== INPUT DATA ==

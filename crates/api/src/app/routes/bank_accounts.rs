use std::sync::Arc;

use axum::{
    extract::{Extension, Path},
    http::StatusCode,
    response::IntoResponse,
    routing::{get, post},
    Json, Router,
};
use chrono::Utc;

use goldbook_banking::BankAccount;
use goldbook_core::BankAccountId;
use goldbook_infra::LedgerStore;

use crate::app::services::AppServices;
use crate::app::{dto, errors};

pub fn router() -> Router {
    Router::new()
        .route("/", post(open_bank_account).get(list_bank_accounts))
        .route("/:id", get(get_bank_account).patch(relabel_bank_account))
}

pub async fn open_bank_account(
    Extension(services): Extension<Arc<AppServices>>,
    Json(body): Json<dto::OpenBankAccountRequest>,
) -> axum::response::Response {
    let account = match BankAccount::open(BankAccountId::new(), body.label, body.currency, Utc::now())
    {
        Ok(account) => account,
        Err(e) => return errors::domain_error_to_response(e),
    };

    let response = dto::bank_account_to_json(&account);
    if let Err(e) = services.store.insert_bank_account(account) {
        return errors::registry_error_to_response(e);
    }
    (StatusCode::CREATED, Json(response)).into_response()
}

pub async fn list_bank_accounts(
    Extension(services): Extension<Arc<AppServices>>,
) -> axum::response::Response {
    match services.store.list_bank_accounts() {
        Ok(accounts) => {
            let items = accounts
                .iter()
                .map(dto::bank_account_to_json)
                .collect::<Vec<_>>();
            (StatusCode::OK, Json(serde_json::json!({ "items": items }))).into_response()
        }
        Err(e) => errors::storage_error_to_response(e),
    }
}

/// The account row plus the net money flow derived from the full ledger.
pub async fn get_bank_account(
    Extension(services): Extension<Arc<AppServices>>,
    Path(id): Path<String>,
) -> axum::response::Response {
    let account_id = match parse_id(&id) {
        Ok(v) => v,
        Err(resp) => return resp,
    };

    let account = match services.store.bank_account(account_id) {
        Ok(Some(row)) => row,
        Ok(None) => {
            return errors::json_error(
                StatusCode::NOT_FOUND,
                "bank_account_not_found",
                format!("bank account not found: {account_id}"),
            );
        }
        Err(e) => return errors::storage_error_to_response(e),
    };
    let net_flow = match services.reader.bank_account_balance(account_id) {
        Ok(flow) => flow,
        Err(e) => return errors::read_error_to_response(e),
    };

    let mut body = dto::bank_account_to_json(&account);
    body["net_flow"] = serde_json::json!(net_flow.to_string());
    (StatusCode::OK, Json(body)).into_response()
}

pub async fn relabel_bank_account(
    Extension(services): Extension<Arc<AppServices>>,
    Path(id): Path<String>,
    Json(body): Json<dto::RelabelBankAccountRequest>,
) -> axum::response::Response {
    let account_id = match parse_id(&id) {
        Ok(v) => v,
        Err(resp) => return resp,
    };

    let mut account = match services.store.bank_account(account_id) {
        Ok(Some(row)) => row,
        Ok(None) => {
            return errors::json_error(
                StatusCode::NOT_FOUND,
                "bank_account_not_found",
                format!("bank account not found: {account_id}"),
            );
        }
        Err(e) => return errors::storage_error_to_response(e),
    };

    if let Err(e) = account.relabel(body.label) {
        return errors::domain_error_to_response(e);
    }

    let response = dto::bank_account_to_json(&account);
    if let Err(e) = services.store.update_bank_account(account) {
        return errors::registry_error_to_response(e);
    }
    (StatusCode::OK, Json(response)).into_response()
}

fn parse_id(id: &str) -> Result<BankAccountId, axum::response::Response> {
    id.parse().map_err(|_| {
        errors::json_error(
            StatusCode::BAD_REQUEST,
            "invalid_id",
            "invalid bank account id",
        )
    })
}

===
== INPUT DATA ==

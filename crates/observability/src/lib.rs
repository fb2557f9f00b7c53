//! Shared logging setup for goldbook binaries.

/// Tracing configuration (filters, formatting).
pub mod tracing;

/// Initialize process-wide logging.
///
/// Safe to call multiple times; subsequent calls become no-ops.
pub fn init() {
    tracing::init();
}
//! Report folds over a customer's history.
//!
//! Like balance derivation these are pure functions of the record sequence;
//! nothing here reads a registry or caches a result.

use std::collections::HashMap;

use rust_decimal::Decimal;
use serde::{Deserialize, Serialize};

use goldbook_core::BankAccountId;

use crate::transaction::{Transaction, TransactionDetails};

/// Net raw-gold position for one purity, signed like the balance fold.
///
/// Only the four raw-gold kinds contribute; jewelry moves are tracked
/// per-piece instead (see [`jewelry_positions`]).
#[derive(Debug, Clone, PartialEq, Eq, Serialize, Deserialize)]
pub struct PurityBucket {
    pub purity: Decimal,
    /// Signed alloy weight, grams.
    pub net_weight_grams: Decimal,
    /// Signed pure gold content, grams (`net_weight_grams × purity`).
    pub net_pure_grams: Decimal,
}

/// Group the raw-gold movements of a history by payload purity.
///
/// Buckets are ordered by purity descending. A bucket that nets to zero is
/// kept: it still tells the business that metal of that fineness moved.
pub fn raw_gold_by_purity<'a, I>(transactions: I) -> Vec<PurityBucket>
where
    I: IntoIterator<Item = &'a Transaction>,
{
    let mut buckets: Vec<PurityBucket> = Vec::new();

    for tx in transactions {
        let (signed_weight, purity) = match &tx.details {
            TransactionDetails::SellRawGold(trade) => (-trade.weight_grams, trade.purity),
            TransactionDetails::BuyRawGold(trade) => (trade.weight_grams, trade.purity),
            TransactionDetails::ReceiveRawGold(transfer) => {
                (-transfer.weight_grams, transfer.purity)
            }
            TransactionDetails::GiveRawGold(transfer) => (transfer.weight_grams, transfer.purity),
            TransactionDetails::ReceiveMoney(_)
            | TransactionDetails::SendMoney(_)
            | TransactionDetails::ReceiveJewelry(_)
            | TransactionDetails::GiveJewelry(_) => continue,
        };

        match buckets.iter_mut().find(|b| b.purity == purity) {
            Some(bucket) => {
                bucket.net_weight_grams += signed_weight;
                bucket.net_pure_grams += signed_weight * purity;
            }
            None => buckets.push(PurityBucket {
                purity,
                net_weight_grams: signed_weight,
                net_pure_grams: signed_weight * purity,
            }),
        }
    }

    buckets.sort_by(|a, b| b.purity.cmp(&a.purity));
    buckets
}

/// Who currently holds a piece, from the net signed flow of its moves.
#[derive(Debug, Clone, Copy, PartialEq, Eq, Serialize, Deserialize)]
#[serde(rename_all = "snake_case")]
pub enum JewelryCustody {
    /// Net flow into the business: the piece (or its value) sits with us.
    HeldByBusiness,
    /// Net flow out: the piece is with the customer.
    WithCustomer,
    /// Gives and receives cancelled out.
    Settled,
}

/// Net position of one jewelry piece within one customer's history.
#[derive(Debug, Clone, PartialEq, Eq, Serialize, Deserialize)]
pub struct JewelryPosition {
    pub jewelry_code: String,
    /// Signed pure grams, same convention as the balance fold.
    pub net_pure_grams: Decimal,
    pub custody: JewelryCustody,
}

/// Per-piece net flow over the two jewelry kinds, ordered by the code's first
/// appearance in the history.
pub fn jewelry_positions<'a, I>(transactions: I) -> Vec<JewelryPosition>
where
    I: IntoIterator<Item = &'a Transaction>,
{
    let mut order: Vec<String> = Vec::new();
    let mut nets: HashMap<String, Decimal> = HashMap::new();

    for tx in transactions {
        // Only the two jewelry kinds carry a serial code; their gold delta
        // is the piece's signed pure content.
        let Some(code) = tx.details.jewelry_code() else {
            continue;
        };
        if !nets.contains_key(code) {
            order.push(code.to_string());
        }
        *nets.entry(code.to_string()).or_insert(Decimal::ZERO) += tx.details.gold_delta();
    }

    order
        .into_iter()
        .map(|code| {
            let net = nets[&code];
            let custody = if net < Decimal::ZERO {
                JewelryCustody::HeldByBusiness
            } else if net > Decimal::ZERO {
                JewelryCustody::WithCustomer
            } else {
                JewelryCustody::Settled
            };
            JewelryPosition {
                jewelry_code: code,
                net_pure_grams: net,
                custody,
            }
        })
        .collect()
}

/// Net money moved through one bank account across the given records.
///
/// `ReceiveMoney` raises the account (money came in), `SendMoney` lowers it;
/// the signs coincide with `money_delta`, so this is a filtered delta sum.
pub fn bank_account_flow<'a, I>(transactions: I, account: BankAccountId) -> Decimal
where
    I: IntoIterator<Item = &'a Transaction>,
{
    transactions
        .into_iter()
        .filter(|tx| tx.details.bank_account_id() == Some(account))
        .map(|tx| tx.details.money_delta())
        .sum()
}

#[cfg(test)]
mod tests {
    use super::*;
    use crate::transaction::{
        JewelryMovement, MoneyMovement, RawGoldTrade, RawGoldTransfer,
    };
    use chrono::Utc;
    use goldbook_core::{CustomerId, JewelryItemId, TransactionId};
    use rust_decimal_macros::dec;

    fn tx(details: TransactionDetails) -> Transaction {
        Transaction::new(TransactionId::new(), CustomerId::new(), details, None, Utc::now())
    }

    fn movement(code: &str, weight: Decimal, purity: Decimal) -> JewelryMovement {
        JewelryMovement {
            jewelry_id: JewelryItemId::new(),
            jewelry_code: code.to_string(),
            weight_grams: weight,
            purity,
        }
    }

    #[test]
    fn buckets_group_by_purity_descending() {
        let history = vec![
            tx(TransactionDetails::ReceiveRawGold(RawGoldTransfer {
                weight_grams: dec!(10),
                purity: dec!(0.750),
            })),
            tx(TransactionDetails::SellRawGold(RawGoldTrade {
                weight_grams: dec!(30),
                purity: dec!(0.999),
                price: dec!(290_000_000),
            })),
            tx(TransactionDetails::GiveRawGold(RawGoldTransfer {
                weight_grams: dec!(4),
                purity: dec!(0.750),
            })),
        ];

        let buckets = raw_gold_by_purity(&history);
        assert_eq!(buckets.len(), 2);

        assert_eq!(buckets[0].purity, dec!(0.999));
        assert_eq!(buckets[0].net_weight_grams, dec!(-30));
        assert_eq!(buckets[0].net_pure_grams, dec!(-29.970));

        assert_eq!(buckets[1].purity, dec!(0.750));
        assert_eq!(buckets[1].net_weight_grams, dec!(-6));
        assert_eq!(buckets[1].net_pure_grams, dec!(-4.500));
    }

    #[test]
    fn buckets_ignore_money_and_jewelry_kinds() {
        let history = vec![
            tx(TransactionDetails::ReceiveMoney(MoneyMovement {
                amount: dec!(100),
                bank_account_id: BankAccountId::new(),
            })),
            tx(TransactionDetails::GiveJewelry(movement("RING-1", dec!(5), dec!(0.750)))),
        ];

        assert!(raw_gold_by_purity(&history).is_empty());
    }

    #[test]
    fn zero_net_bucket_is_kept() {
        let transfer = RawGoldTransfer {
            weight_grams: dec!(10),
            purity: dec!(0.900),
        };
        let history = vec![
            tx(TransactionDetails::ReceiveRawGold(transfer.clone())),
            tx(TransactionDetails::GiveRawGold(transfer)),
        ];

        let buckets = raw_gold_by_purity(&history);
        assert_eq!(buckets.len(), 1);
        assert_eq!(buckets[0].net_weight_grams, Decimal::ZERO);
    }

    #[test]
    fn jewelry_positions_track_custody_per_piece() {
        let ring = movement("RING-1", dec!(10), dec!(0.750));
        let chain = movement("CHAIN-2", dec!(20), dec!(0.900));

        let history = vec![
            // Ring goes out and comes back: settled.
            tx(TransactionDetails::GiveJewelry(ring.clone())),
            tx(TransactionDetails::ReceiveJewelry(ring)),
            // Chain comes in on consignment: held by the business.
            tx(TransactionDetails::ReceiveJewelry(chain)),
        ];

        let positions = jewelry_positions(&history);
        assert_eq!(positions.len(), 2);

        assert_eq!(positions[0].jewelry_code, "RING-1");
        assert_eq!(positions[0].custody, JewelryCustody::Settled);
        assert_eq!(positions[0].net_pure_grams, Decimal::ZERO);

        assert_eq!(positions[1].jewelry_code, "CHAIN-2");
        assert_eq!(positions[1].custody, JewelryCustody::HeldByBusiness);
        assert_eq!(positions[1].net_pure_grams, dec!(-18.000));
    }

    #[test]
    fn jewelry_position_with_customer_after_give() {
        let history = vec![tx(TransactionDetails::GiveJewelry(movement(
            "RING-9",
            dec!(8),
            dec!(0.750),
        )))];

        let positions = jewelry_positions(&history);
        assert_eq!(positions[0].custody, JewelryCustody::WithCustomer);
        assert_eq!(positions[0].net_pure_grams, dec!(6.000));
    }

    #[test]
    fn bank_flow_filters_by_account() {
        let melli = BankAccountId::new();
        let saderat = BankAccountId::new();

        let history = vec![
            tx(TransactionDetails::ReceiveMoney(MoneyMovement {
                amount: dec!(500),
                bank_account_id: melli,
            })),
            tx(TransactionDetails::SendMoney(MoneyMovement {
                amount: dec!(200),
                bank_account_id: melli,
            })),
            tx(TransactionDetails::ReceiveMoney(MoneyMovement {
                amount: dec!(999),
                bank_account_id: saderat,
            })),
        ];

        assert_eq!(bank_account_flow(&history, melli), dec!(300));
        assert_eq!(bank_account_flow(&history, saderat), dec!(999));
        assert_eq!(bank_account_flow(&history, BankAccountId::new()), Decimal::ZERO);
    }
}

===
== INPUT DATA ==

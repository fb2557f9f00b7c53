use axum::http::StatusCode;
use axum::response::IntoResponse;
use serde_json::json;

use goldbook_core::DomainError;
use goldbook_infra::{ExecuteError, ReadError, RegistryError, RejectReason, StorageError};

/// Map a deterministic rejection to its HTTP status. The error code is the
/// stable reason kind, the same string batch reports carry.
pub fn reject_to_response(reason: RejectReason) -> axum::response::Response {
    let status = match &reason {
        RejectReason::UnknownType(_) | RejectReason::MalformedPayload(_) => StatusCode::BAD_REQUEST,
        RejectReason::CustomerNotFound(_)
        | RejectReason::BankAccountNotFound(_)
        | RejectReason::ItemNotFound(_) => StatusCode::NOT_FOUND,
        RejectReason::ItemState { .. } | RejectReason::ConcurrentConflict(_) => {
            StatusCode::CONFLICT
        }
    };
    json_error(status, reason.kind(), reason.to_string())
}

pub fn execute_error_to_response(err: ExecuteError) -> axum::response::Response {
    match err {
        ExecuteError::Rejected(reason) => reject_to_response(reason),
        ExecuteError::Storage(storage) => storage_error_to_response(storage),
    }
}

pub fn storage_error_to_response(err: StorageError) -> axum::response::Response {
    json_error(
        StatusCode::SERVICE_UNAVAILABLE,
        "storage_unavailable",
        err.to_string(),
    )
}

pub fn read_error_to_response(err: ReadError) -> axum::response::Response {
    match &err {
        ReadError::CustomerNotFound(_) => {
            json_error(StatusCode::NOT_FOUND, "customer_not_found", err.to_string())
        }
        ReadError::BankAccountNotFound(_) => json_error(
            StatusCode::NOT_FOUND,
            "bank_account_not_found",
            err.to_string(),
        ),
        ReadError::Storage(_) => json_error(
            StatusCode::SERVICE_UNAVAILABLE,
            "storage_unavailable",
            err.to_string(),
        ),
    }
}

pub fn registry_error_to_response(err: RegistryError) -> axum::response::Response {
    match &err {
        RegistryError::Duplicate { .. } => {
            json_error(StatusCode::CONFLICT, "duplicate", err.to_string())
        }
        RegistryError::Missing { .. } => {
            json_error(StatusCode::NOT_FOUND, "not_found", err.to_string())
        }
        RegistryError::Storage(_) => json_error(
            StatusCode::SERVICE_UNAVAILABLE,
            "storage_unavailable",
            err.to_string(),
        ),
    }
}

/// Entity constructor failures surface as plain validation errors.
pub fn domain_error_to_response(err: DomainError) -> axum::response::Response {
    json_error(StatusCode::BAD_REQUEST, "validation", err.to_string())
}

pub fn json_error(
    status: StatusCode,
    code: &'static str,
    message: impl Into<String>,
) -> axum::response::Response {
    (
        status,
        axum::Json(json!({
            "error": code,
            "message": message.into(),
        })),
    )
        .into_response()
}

===

EXERCISE GOAL: Of the entries above, repeat exactly the lines from the line with "pub fn reject_to_response(reason: RejectReason)" through the line with "RejectReason::CustomerNotFound(_)", both of them included.

RESULT OF THIS EXERCISE:
pub fn reject_to_response(reason: RejectReason) -> axum::response::Response {
    let status = match &reason {
        RejectReason::UnknownType(_) | RejectReason::MalformedPayload(_) => StatusCode::BAD_REQUEST,
        RejectReason::CustomerNotFound(_)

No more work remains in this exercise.